Lucie-Ann Laha, the panel’s Head of Media and Communication, said the discovery is as a result of investigation which SPIP did on government agencies accounts that operated from 2009 to 2015 in one of the commercial banks. He added that the new recovery was different from the $20 million earlier recovered by the panel.
A statement issued in Abuja on Tuesday, read: “The recovery (the N40 million) was made as a result of findings by a team of the panel’s investigation into accounts of Federal Government agencies operated by commercial banks from 2009 to 2015.
“The investigation panel had earlier assigned a team of forensic auditors with the task of x-raying the operations of Federal Government accounts domiciled in commercial banks within that period, with a view to establishing whether or not such accounts had been subjected to arbitrary or excessive charges, interest shortfalls, accrued interests or other illegal dealings.
“Arising from its findings, the panel, in a letter dated January 19, 2019, issued a demand notice to the bank for N230,144,784.34, comprising of N180,932,793.39k and $161,350.79, to which the bank objected.
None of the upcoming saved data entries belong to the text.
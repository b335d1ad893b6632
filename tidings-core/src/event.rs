//! Domain event contracts.
//!
//! `DomainEvent` is the lightweight trait every concrete payload struct
//! implements. [`Event`] wraps a payload together with the moment it was
//! raised; it is the value handed to every subscribed handler.

use chrono::{DateTime, Utc};
use serde::{Deserialize, Serialize};

/// Marker trait for payloads that can be published through an
/// [`EventDispatcher`](crate::dispatcher::EventDispatcher).
///
/// Each payload carries a stable [`Self::KIND`] identifier. The dispatcher
/// routes on this string, so handlers must be registered under the same value
/// (see [`EventDispatcher::subscribe`](crate::dispatcher::EventDispatcher::subscribe)
/// for a helper that reads it for you).
///
/// Most projects implement this trait with `#[derive(DomainEvent)]`, which
/// uses the struct name as the kind unless `#[event(kind = "...")]` overrides
/// it.
pub trait DomainEvent {
    const KIND: &'static str;
}

/// Extension trait for getting the event kind from an event instance.
///
/// This trait has a blanket implementation for all types that implement
/// [`DomainEvent`], ensuring that the `kind()` method always returns the
/// same value as the `KIND` constant. [`Event`] forwards to its payload.
///
/// **You never need to implement this trait yourself.**
pub trait EventKind {
    fn kind(&self) -> &'static str;
}

impl<T: DomainEvent> EventKind for T {
    fn kind(&self) -> &'static str {
        T::KIND
    }
}

/// An immutable envelope around a domain payload.
///
/// The timestamp is fixed at construction and neither field can be mutated
/// afterwards. The dispatcher borrows the envelope for the duration of a
/// `notify` call and never retains it.
///
/// ```
/// use tidings_core::event::{DomainEvent, Event};
///
/// struct ProductCreated {
///     name: String,
/// }
///
/// impl DomainEvent for ProductCreated {
///     const KIND: &'static str = "ProductCreatedEvent";
/// }
///
/// let event = Event::new(ProductCreated { name: "Product 1".into() });
/// assert_eq!(event.kind(), "ProductCreatedEvent");
/// assert_eq!(event.payload().name, "Product 1");
/// ```
#[derive(Debug, Clone, PartialEq, Eq, Serialize, Deserialize)]
pub struct Event<P> {
    occurred_at: DateTime<Utc>,
    payload: P,
}

impl<P> Event<P> {
    /// Wrap `payload`, stamping the current time.
    #[must_use]
    pub fn new(payload: P) -> Self {
        Self::at(payload, Utc::now())
    }

    /// Wrap `payload` with an explicit timestamp.
    #[must_use]
    pub const fn at(payload: P, occurred_at: DateTime<Utc>) -> Self {
        Self {
            occurred_at,
            payload,
        }
    }

    #[must_use]
    pub const fn occurred_at(&self) -> DateTime<Utc> {
        self.occurred_at
    }

    #[must_use]
    pub const fn payload(&self) -> &P {
        &self.payload
    }

    #[must_use]
    pub fn into_payload(self) -> P {
        self.payload
    }
}

impl<P: DomainEvent> Event<P> {
    /// The event-type identifier this envelope is routed under.
    #[must_use]
    pub const fn kind(&self) -> &'static str {
        P::KIND
    }
}

impl<P: DomainEvent> From<P> for Event<P> {
    fn from(payload: P) -> Self {
        Self::new(payload)
    }
}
“Following the objection, therefore, the panel and the bank held a joint reconciliation meeting and agreed that the amount actually due for refund was N40,336,186.25. The money has since been paid into the panel’s TSA Recovery Account domiciled with the Central Bank of Nigeria (CBN).
“The reconciliation team also agreed that $56,919.10 should equally return to the coffers of the Federal Government.
“This recovery is different from the $20 million earlier reported by the panel. It may be recalled that the panel recently informed Nigerians that it had recovered $20 million from a commercial bank, being part of money deposited into the bank by a government agency which failed to transfer same to the government’s TSA account.
“That report had said the $20 million was initial part refund of $232 million, adding that the bank had committed to refunding $10 million monthly until the refund was completed.
“As in the earlier case, the panel refrains from naming the bank in question, in order to prevent panic by its customers.
“SPIP, however, remains resolute in its commitment to recover looted public property and bringing to book all who contribute to the economic adversity of Nigeria.”